Taking the long view, this does not seem a surprising development.  Such radical change in reading media has taken place before.  The development of the codex (i.e. the book with pages) from the scroll and development of moveable type that made writing books long hand unnecessary are two obvious examples.  Moreover, as Zender points out, in the same way that from our current point of view the use of the printing press had advantages that made continued writing of books by long hand seemed doomed to obsolescence, the modern ebook (or any “book” on electronic media) has the advantage of  being cheaper, more portable and easier to replace than hard copy books, making the continued production  of traditional books other than as an art form unlikely to continue very far into the future.

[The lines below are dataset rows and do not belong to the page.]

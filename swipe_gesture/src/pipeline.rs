//! The capture pipeline: camera → landmark detector → classifier → channel.
//!
//! ```text
//!   game thread                      capture thread
//!   ───────────                      ──────────────
//!   start() ── open camera ────────► loop {
//!                                      read frame   (failure: skip)
//!                                      mirror
//!                                      detect hands (failure: exit loop)
//!                                      observe fingertip
//!   poll()  ◄──── mpsc::channel ────── send GestureEvent
//!                                    }
//!   stop()  ── stop flag, bounded wait, release camera
//! ```
//!
//! The game loop never blocks on the pipeline: `poll` is a `try_recv`, and
//! `stop` waits at most [`PipelineConfig::stop_timeout`].  The only state
//! shared with the capture thread is the channel, the stop flag, and the
//! slot holding the open camera.  Whoever empties the slot releases the
//! camera; the loop checks the slot before every read, so a loop that
//! outlives `stop` finds it empty and exits.

use std::sync::atomic::{AtomicBool, Ordering};
use std::sync::mpsc::{self, Receiver, RecvTimeoutError, Sender};
use std::sync::{Arc, Mutex, MutexGuard, PoisonError, TryLockError};
use std::thread::{self, JoinHandle};
use std::time::{Duration, Instant};

use thiserror::Error;

use crate::classifier::{GestureEvent, SwipeClassifier, SwipeConfig};
use crate::device::{
    Camera, CameraDevice, CaptureRequest, DeviceError, LandmarkDetector, INDEX_FINGERTIP,
};

type DeviceSlot = Arc<Mutex<Option<Box<dyn CameraDevice>>>>;
type DetectorFactory = Box<dyn FnMut() -> Box<dyn LandmarkDetector> + Send>;

// ════════════════════════════════════════════════════════════════════════════
// Config / state / errors
// ════════════════════════════════════════════════════════════════════════════

#[derive(Clone, Copy, Debug, PartialEq)]
pub struct PipelineConfig {
    pub request:        CaptureRequest,
    /// Which landmark of the first detected hand drives the classifier.
    pub landmark_index: usize,
    /// Flip frames left/right before detection (selfie view).
    pub mirror:         bool,
    pub swipe:          SwipeConfig,
    /// Longest `stop` waits for the capture loop before giving up on it.
    pub stop_timeout:   Duration,
    /// Drop queued events older than this when polled.  `None` keeps every
    /// event however late it is read.
    pub max_event_age:  Option<Duration>,
}

impl Default for PipelineConfig {
    fn default() -> Self {
        PipelineConfig {
            request:        CaptureRequest::default(),
            landmark_index: INDEX_FINGERTIP,
            mirror:         true,
            swipe:          SwipeConfig::default(),
            stop_timeout:   Duration::from_millis(500),
            max_event_age:  None,
        }
    }
}

#[derive(Clone, Copy, Debug, PartialEq, Eq)]
pub enum PipelineState {
    Idle,
    Starting,
    Running,
    Stopping,
}

#[derive(Debug, Error)]
pub enum PipelineError {
    #[error("could not acquire camera: {0}")]
    DeviceUnavailable(#[source] DeviceError),

    #[error("gesture pipeline is already running")]
    AlreadyRunning,

    #[error("could not spawn capture thread: {0}")]
    Spawn(#[source] std::io::Error),
}

// ════════════════════════════════════════════════════════════════════════════
// GesturePipeline
// ════════════════════════════════════════════════════════════════════════════

struct Worker {
    stop:   Arc<AtomicBool>,
    device: DeviceSlot,
    /// Disconnects when the capture loop has exited.
    done:   Receiver<()>,
    handle: JoinHandle<()>,
}

/// Owner of the capture thread and the consuming end of its event channel.
pub struct GesturePipeline {
    config:    PipelineConfig,
    camera:    Arc<dyn Camera>,
    detectors: DetectorFactory,
    state:     PipelineState,
    worker:    Option<Worker>,
    events_tx: Sender<GestureEvent>,
    events_rx: Receiver<GestureEvent>,
}

impl GesturePipeline {
    /// `detectors` builds a fresh detector for every `start`.
    pub fn new<F>(camera: Arc<dyn Camera>, detectors: F, config: PipelineConfig) -> Self
    where
        F: FnMut() -> Box<dyn LandmarkDetector> + Send + 'static,
    {
        let (events_tx, events_rx) = mpsc::channel();
        GesturePipeline {
            config,
            camera,
            detectors: Box::new(detectors),
            state: PipelineState::Idle,
            worker: None,
            events_tx,
            events_rx,
        }
    }

    pub fn config(&self) -> &PipelineConfig {
        &self.config
    }

    /// Current lifecycle state.  A loop that has died on its own reads as
    /// `Idle` even before the next `poll` tidies up after it.
    pub fn state(&self) -> PipelineState {
        match &self.worker {
            Some(w) if w.handle.is_finished() => PipelineState::Idle,
            _ => self.state,
        }
    }

    pub fn is_running(&self) -> bool {
        self.state() == PipelineState::Running
    }

    /// Acquire the camera and launch the capture loop.
    ///
    /// On failure nothing is spawned and the pipeline stays `Idle`.
    pub fn start(&mut self) -> Result<(), PipelineError> {
        self.reap();
        if self.worker.is_some() {
            return Err(PipelineError::AlreadyRunning);
        }

        let req = self.config.request;
        self.state = PipelineState::Starting;
        log::info!("gesture pipeline starting ({}x{} @ {} fps)", req.width, req.height, req.fps);

        let device = match self.camera.open(&req) {
            Ok(d) => d,
            Err(e) => {
                self.state = PipelineState::Idle;
                log::warn!("gesture pipeline not started: {}", e);
                return Err(PipelineError::DeviceUnavailable(e));
            }
        };

        let slot: DeviceSlot = Arc::new(Mutex::new(Some(device)));
        let stop = Arc::new(AtomicBool::new(false));
        let (done_tx, done_rx) = mpsc::channel::<()>();

        let capture = CaptureLoop {
            device:         Arc::clone(&slot),
            detector:       (self.detectors)(),
            classifier:     SwipeClassifier::new(self.config.swipe),
            landmark_index: self.config.landmark_index,
            mirror:         self.config.mirror,
            stop:           Arc::clone(&stop),
            events:         self.events_tx.clone(),
        };

        let spawned = thread::Builder::new()
            .name("gesture-capture".into())
            .spawn(move || capture.run(done_tx));

        match spawned {
            Ok(handle) => {
                self.worker = Some(Worker { stop, device: slot, done: done_rx, handle });
                self.state = PipelineState::Running;
                log::info!("gesture pipeline running");
                Ok(())
            }
            Err(e) => {
                release(&mut lock(&slot));
                self.state = PipelineState::Idle;
                log::error!("gesture pipeline not started: {}", e);
                Err(PipelineError::Spawn(e))
            }
        }
    }

    /// Ask the capture loop to exit, wait for it (bounded), release the
    /// camera.  A no-op when nothing is running.
    pub fn stop(&mut self) {
        self.stop_within(self.config.stop_timeout);
    }

    /// [`stop`](Self::stop), waiting at most `wait` for the capture loop
    /// instead of the configured timeout.
    pub fn stop_within(&mut self, wait: Duration) {
        let Some(worker) = self.worker.take() else {
            self.state = PipelineState::Idle;
            return;
        };

        self.state = PipelineState::Stopping;
        worker.stop.store(true, Ordering::Release);

        match worker.done.recv_timeout(wait) {
            Ok(()) | Err(RecvTimeoutError::Disconnected) => {
                if worker.handle.join().is_err() {
                    log::error!("capture loop panicked");
                }
            }
            Err(RecvTimeoutError::Timeout) => {
                log::warn!("capture loop still busy after {:?}; continuing without it", wait);
            }
        }

        match worker.device.try_lock() {
            Ok(mut slot) => release(&mut slot),
            Err(TryLockError::Poisoned(p)) => release(&mut p.into_inner()),
            Err(TryLockError::WouldBlock) => {
                log::warn!("camera mid-read; the capture loop releases it on exit");
            }
        }

        self.state = PipelineState::Idle;
        log::info!("gesture pipeline stopped");
    }

    /// Next queued swipe, oldest first.  Never blocks.
    pub fn poll(&mut self) -> Option<GestureEvent> {
        self.poll_at(Instant::now())
    }

    /// [`poll`](Self::poll) with an explicit clock for the staleness check.
    pub fn poll_at(&mut self, now: Instant) -> Option<GestureEvent> {
        self.reap();
        loop {
            let event = self.events_rx.try_recv().ok()?;
            match self.config.max_event_age {
                Some(max) if now.saturating_duration_since(event.at) > max => {
                    log::debug!("dropping stale {:?} swipe", event.direction);
                }
                _ => return Some(event),
            }
        }
    }

    /// Throw away everything queued.  Returns how many events were dropped.
    pub fn clear(&mut self) -> usize {
        let dropped = self.events_rx.try_iter().count();
        if dropped > 0 {
            log::debug!("cleared {} queued swipe(s)", dropped);
        }
        dropped
    }

    /// Tidy up after a capture loop that exited without being asked.
    fn reap(&mut self) {
        let finished = self.worker.as_ref().is_some_and(|w| w.handle.is_finished());
        if !finished {
            return;
        }
        if let Some(worker) = self.worker.take() {
            if worker.handle.join().is_err() {
                log::error!("capture loop panicked");
            }
            release(&mut lock(&worker.device));
            self.state = PipelineState::Idle;
            log::warn!("gesture pipeline stopped on its own");
        }
    }
}

impl Drop for GesturePipeline {
    fn drop(&mut self) {
        self.stop();
    }
}

// ════════════════════════════════════════════════════════════════════════════
// CaptureLoop — runs on the capture thread
// ════════════════════════════════════════════════════════════════════════════

struct CaptureLoop {
    device:         DeviceSlot,
    detector:       Box<dyn LandmarkDetector>,
    classifier:     SwipeClassifier,
    landmark_index: usize,
    mirror:         bool,
    stop:           Arc<AtomicBool>,
    events:         Sender<GestureEvent>,
}

/// Releases the camera however the loop ends, then signals `done`.
struct ExitGuard {
    device: DeviceSlot,
    _done:  Sender<()>,
}

impl Drop for ExitGuard {
    fn drop(&mut self) {
        release(&mut lock(&self.device));
    }
}

impl CaptureLoop {
    fn run(mut self, done: Sender<()>) {
        let _guard = ExitGuard { device: Arc::clone(&self.device), _done: done };

        while !self.stop.load(Ordering::Acquire) {
            let read = {
                let mut slot = lock(&self.device);
                match slot.as_mut() {
                    Some(dev) => dev.read_frame(),
                    None => break,
                }
            };

            let mut frame = match read {
                Ok(f) => f,
                Err(e) => {
                    log::trace!("frame skipped: {}", e);
                    thread::yield_now();
                    continue;
                }
            };

            if self.mirror {
                frame.mirror();
            }

            let hands = match self.detector.detect(&frame) {
                Ok(h) => h,
                Err(e) => {
                    log::error!("{}; capture loop exiting", e);
                    break;
                }
            };

            let Some(tip) = hands.first().and_then(|h| h.landmark(self.landmark_index)) else {
                continue;
            };

            if let Some(event) = self.classifier.observe(frame.to_pixels(tip), frame.captured_at) {
                if self.stop.load(Ordering::Acquire) {
                    break;
                }
                log::debug!("swipe {}", event.direction.name());
                if self.events.send(event).is_err() {
                    break;
                }
            }
        }
    }
}

fn lock(slot: &DeviceSlot) -> MutexGuard<'_, Option<Box<dyn CameraDevice>>> {
    slot.lock().unwrap_or_else(PoisonError::into_inner)
}

/// Take the device out of its slot and release it.  Empty slot: no-op.
fn release(slot: &mut Option<Box<dyn CameraDevice>>) {
    if let Some(mut device) = slot.take() {
        device.release();
        log::debug!("camera released");
    }
}

// ════════════════════════════════════════════════════════════════════════════
// Tests
// ════════════════════════════════════════════════════════════════════════════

Writing this, I am sitting in my own library surrounded by shelves and shelves of books. As someone who loves the physical feel of a book, who likes sitting with a cup of coffee 
and relaxing sprawled in a comfortable chair with a book on my lap, or simply pulling  a book off of a shelf and diving at random into the mind of some person at a distant place and time, the prospect that a generation after my death all of this will be mulch, or at best, vying for a spot on Antique’s Roadshow, is a bit daunting.  At the same time, as Zender points out, the scribe who worked by hand on manuscripts not doubt looked in the same way at the advent of the printed book with the same sense mixture of concern and wistfulness – as though some integral part of the civilization he knew and that seemed natural to him were being lost.
Nothing is going to stop the continued advent of the technological revolution.  It isn’t even an advent anymore, but an established fact.  Those of us old fogies who are refugees from the world of books and think that because we happen to be on Facebook that somehow we have made the transition should take another look at our lifeboat. It’s already sinking. Our children’s children’s world will be a new one, speaking a language that we are probably constitutionally incapable of learning. There is neither praise nor blame in this.  It is simply the way that history is moving.  I never rode to school on a horse as my father did, but we both got to where we had to go.

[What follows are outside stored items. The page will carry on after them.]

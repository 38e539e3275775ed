//! Execution contexts: per-node serial lanes.
//!
//! A context owns one lane per node. A lane is a worker task that runs the
//! jobs sent to it one after the other, so two calls submitted to the same
//! context reach each node in submission order. A call is enqueued on all of
//! its lanes under a single lock, which keeps the relative order of two calls
//! identical on every node.

use futures::future::BoxFuture;
use futures::FutureExt;
use hasql_common::NodeId;
use std::collections::{BTreeSet, HashMap};
use std::sync::{Arc, Mutex};
use tokio::sync::{mpsc, oneshot, Semaphore};
use tokio::task::JoinHandle;
use tracing::debug;

type Job = BoxFuture<'static, ()>;

struct Lane {
    tx: mpsc::UnboundedSender<Job>,
    handle: JoinHandle<()>,
}

impl Lane {
    fn spawn(context: &str, node: &NodeId) -> Self {
        let (tx, mut rx) = mpsc::unbounded_channel::<Job>();
        debug!("Starting {} lane for node {}", context, node);
        let handle = tokio::spawn(async move {
            while let Some(job) = rx.recv().await {
                job.await;
            }
        });
        Self { tx, handle }
    }
}

/// One unit of work per target node
pub type Unit<T> = (NodeId, BoxFuture<'static, T>);

pub struct ExecutionContext {
    label: &'static str,
    transactional: bool,
    lanes: Mutex<HashMap<NodeId, Lane>>,
    permits: Option<Arc<Semaphore>>,
}

impl ExecutionContext {
    /// Unbounded context for non-transactional work.
    pub fn non_transactional() -> Self {
        Self {
            label: "non-transactional",
            transactional: false,
            lanes: Mutex::new(HashMap::new()),
            permits: None,
        }
    }

    /// Context for one transaction, optionally sharing a concurrency bound.
    pub fn transactional(permits: Option<Arc<Semaphore>>) -> Self {
        Self {
            label: "transactional",
            transactional: true,
            lanes: Mutex::new(HashMap::new()),
            permits,
        }
    }

    pub fn is_transactional(&self) -> bool {
        self.transactional
    }

    /// Enqueues one unit per node and returns the receivers in the same order.
    ///
    /// A receiver that errors means the unit was cancelled before it
    /// completed (its lane was reset).
    pub fn submit<T: Send + 'static>(&self, units: Vec<Unit<T>>) -> Vec<(NodeId, oneshot::Receiver<T>)> {
        let mut lanes = self.lanes.lock().unwrap_or_else(|e| e.into_inner());
        let mut receivers = Vec::with_capacity(units.len());

        for (node, unit) in units {
            let (tx, rx) = oneshot::channel();
            let permits = self.permits.clone();
            let job: Job = async move {
                let _permit = match permits {
                    Some(permits) => permits.acquire_owned().await.ok(),
                    None => None,
                };
                let _ = tx.send(unit.await);
            }
            .boxed();

            let lane = lanes
                .entry(node.clone())
                .or_insert_with(|| Lane::spawn(self.label, &node));
            if let Err(mpsc::error::SendError(job)) = lane.tx.send(job) {
                // worker is gone; replace the lane and retry once
                let fresh = Lane::spawn(self.label, &node);
                let _ = fresh.tx.send(job);
                lanes.insert(node.clone(), fresh);
            }
            receivers.push((node, rx));
        }
        receivers
    }

    /// Aborts the lane for `node`, cancelling its running and queued jobs.
    pub fn reset_lane(&self, node: &NodeId) {
        let lane = self
            .lanes
            .lock()
            .unwrap_or_else(|e| e.into_inner())
            .remove(node);
        if let Some(lane) = lane {
            debug!("Resetting {} lane for node {}", self.label, node);
            lane.handle.abort();
        }
    }

    /// Nodes that currently have a lane.
    pub fn lane_nodes(&self) -> BTreeSet<NodeId> {
        self.lanes
            .lock()
            .unwrap_or_else(|e| e.into_inner())
            .keys()
            .cloned()
            .collect()
    }
}

impl std::fmt::Debug for ExecutionContext {
    fn fmt(&self, f: &mut std::fmt::Formatter<'_>) -> std::fmt::Result {
        f.debug_struct("ExecutionContext")
            .field("label", &self.label)
            .field("transactional", &self.transactional)
            .field("lanes", &self.lane_nodes())
            .finish()
    }
}

/// The dispatch scope shared by a session and everything derived from it.
///
/// Outside a transaction the scope dispatches through its own
/// non-transactional context. Between a `Begin` and a successful `End` it
/// dispatches through a dedicated transactional context and restricts targets
/// to the participants enlisted at begin time.
#[derive(Debug)]
pub struct DispatchScope {
    state: Mutex<ScopeState>,
}

#[derive(Debug)]
struct ScopeState {
    base: Arc<ExecutionContext>,
    transaction: Option<Transaction>,
}

#[derive(Debug)]
struct Transaction {
    context: Arc<ExecutionContext>,
    participants: BTreeSet<NodeId>,
}

/// What a call needs to know about its scope at submission time
#[derive(Debug, Clone)]
pub struct ScopeView {
    pub context: Arc<ExecutionContext>,
    /// Transaction participants, if a transaction is open
    pub participants: Option<BTreeSet<NodeId>>,
}

impl DispatchScope {
    pub fn new(base: Arc<ExecutionContext>) -> Self {
        Self {
            state: Mutex::new(ScopeState {
                base,
                transaction: None,
            }),
        }
    }

    pub fn view(&self) -> ScopeView {
        let state = self.state.lock().unwrap_or_else(|e| e.into_inner());
        match &state.transaction {
            Some(tx) => ScopeView {
                context: tx.context.clone(),
                participants: Some(tx.participants.clone()),
            },
            None => ScopeView {
                context: state.base.clone(),
                participants: None,
            },
        }
    }

    pub fn in_transaction(&self) -> bool {
        self.state
            .lock()
            .unwrap_or_else(|e| e.into_inner())
            .transaction
            .is_some()
    }

    /// Opens a transaction unless one is already open.
    pub fn begin(&self, context: Arc<ExecutionContext>, participants: BTreeSet<NodeId>) -> bool {
        let mut state = self.state.lock().unwrap_or_else(|e| e.into_inner());
        if state.transaction.is_some() {
            return false;
        }
        state.transaction = Some(Transaction {
            context,
            participants,
        });
        true
    }

    /// Closes the open transaction, returning to the base context.
    pub fn end(&self) -> bool {
        self.state
            .lock()
            .unwrap_or_else(|e| e.into_inner())
            .transaction
            .take()
            .is_some()
    }

    /// Drops a node from the open transaction's participants.
    pub fn remove_participant(&self, node: &NodeId) {
        let mut state = self.state.lock().unwrap_or_else(|e| e.into_inner());
        if let Some(tx) = state.transaction.as_mut() {
            tx.participants.remove(node);
        }
    }
}

#[cfg(test)]
mod tests {
    use super::*;
    use std::time::Duration;

    fn id(s: &str) -> NodeId {
        NodeId::from(s)
    }

    #[tokio::test]
    async fn test_submit_runs_each_unit() {
        let context = ExecutionContext::non_transactional();
        let receivers = context.submit(vec![
            (id("db1"), async { 1 }.boxed()),
            (id("db2"), async { 2 }.boxed()),
        ]);

        let mut results = Vec::new();
        for (node, rx) in receivers {
            results.push((node, rx.await.unwrap()));
        }
        assert_eq!(results, vec![(id("db1"), 1), (id("db2"), 2)]);
        assert_eq!(context.lane_nodes().len(), 2);
    }

    #[tokio::test]
    async fn test_lane_preserves_submission_order() {
        let context = ExecutionContext::non_transactional();
        let log = Arc::new(Mutex::new(Vec::new()));

        let mut pending = Vec::new();
        for i in 0..5u64 {
            let log = log.clone();
            let unit = async move {
                // later submissions finish their sleep first
                tokio::time::sleep(Duration::from_millis(10 - i * 2)).await;
                log.lock().unwrap().push(i);
            }
            .boxed();
            pending.extend(context.submit(vec![(id("db1"), unit)]));
        }
        for (_, rx) in pending {
            rx.await.unwrap();
        }
        assert_eq!(*log.lock().unwrap(), vec![0, 1, 2, 3, 4]);
    }

    #[tokio::test]
    async fn test_reset_lane_cancels_work() {
        let context = ExecutionContext::non_transactional();
        let mut receivers = context.submit(vec![(id("db1"), futures::future::pending::<u32>().boxed())]);
        let (_, rx) = receivers.remove(0);

        context.reset_lane(&id("db1"));
        assert!(rx.await.is_err());
        assert!(context.lane_nodes().is_empty());

        // lane is recreated on demand
        let (_, rx) = context.submit(vec![(id("db1"), async { 7u32 }.boxed())]).remove(0);
        assert_eq!(rx.await.unwrap(), 7);
    }

    #[tokio::test]
    async fn test_transactional_permits_bound_concurrency() {
        let permits = Arc::new(Semaphore::new(1));
        let context = ExecutionContext::transactional(Some(permits.clone()));
        assert!(context.is_transactional());

        let in_flight = Arc::new(std::sync::atomic::AtomicUsize::new(0));
        let peak = Arc::new(std::sync::atomic::AtomicUsize::new(0));
        let units = ["db1", "db2", "db3"]
            .iter()
            .map(|node| {
                let in_flight = in_flight.clone();
                let peak = peak.clone();
                let unit = async move {
                    use std::sync::atomic::Ordering;
                    let now = in_flight.fetch_add(1, Ordering::SeqCst) + 1;
                    peak.fetch_max(now, Ordering::SeqCst);
                    tokio::time::sleep(Duration::from_millis(5)).await;
                    in_flight.fetch_sub(1, Ordering::SeqCst);
                }
                .boxed();
                (id(node), unit)
            })
            .collect();

        for (_, rx) in context.submit(units) {
            rx.await.unwrap();
        }
        assert_eq!(peak.load(std::sync::atomic::Ordering::SeqCst), 1);
    }

    #[test]
    fn test_scope_transaction_lifecycle() {
        let base = Arc::new(ExecutionContext::non_transactional());
        let scope = DispatchScope::new(base.clone());
        assert!(!scope.in_transaction());
        assert!(scope.view().participants.is_none());

        let participants: BTreeSet<NodeId> = [id("db1"), id("db2")].into_iter().collect();
        let tx = Arc::new(ExecutionContext::transactional(None));
        assert!(scope.begin(tx.clone(), participants));
        assert!(!scope.begin(tx, BTreeSet::new()));

        let view = scope.view();
        assert!(view.context.is_transactional());
        assert_eq!(view.participants.as_ref().map(|p| p.len()), Some(2));

        scope.remove_participant(&id("db2"));
        assert_eq!(scope.view().participants.unwrap().len(), 1);

        assert!(scope.end());
        assert!(!scope.end());
        assert!(Arc::ptr_eq(&scope.view().context, &base));
    }
}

Being the visually oriented person I am, though, I do feel luck to have been born into history at time when print was at its apogee.  When you stop to think that before Gutenberg only the very rich could afford books and that it is only that for the past one hundred years of our country that most people are even literate and books readily available, it has been a great time to be alive.  Except for this very recent time, culture has been predominantly oral.  The bulk of the population did not learn by reading or communicate through print – they talked and listened. I think that I would have been a very bad fit for that kind of culture being both poor at expressing myself orally and not much better at remembering what I hear. With the unrepentant ramping up of electronic media, the chances are that we are returning to an oral culture once again.  Writing has become tweeting and it won’t be too long before the keyboard is obsolete.  We’ll simply talk to the computer and it will answer us.  We will be able eliminate the intervening printed media. It is more than just a bit ironic that those who used to laugh at the idea of the stereotypic paternalistic boss who dictated to his secretary rather than simply write for himself will once again, in effect return to dictating, albeit with an electronic secretary.

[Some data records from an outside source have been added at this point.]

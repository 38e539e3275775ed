// Copyright 2025 hasql Authors
//
// Licensed under the Apache License, Version 2.0 (the "License");
// you may not use this file except in compliance with the License.
// You may obtain a copy of the License at
//
//     http://www.apache.org/licenses/LICENSE-2.0
//
// Unless required by applicable law or agreed to in writing, software
// distributed under the License is distributed on an "AS IS" BASIS,
// WITHOUT WARRANTIES OR CONDITIONS OF ANY KIND, either express or implied.
// See the License for the specific language governing permissions and
// limitations under the License.

//! hasql Metrics Collection
//!
//! Thread-safe metrics for a hasql cluster: how many logical calls were made,
//! how they were spread across nodes, and how membership changed.
//!
//! # Architecture
//!
//! - [`MetricsRegistry`]: lock-free counters plus per-method and per-node tables
//! - [`ClusterMetricsCollector`]: the cluster-facing recorder; also an
//!   [`EventSink`](hasql_common::EventSink) so membership events are counted
//! - [`EventLog`]: bounded in-memory event sink, handy for tests and the CLI
//! - [`MetricsSnapshot`]: serializable point-in-time view
//!
//! # Usage Example
//!
//! ```rust
//! use hasql_common::NodeId;
//! use hasql_metrics::ClusterMetricsCollector;
//! use std::time::Instant;
//!
//! let collector = ClusterMetricsCollector::new();
//! let start = Instant::now();
//! collector.record_dispatch(&NodeId::from("db1"));
//! collector.record_call("execute_update", start, true);
//!
//! let snapshot = collector.snapshot();
//! assert_eq!(snapshot.total_calls, 1);
//! assert_eq!(snapshot.nodes["db1"].dispatch_count, 1);
//! ```

mod collector;
mod registry;
mod snapshot;

pub use collector::{ClusterMetricsCollector, EventLog};
pub use registry::MetricsRegistry;
pub use snapshot::{MethodMetrics, MetricsSnapshot, NodeMetrics};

As Zender points out, books made of paper won’t disappear overnight. Those of us born into the print culture will continue to read and buy them (that is until book stores turn totally into Kindle and Nook stations) and we will still sit down and read those same storybooks our parents read to us to our grandchildren, passing on a tradition even as it ceases to be.  I’m not writing a requiem.  Quite the opposite.  It is fascinating being poised on this point in history, both able to look back on the history that has made us who we are, and looking forward to what the future might be for those that come after us. In the short run, however, I think I will just get up and grab a book from the shelf.    

Tuesday, November 11, 2014

Veteran's Day

As anyone reading this blog probably knows, I just returned from Paris.  I with Lora, Maya, Lora’s brother Mike, his wife Bev and my niece Lauren.   It is hard to limit the number of superlatives one can toss out about Paris, but, as wonderful as that city was, the aspect of that trip that stands out the most in my mind today, was the side trip that we all took to Normandy.

Bev's father had been a decorated American fighter pilot in World War II. She had the diary that recorded in Hemingway-like sparseness, her father’s experiences during the invasion of the Allied Forces into Normandy in June of 1944 and wanted to visit the site where it had happened.   As someone who refused to be drafted during the Vietnam conflict, I've never been an aficionado of military history, but the day we spent on the Normandy beaches made us all take some baby steps towards the reality of the war for all those involved there.    We set out from Bayeux where we were staying, passing through the countryside where the German troops occupied the small towns and French resistance fighters snuck out of their homes at night to do whatever they could to thwart them.  We passed a church in one of the villages that is still being rebuilt and others, our guide explained,  completely disappeared.   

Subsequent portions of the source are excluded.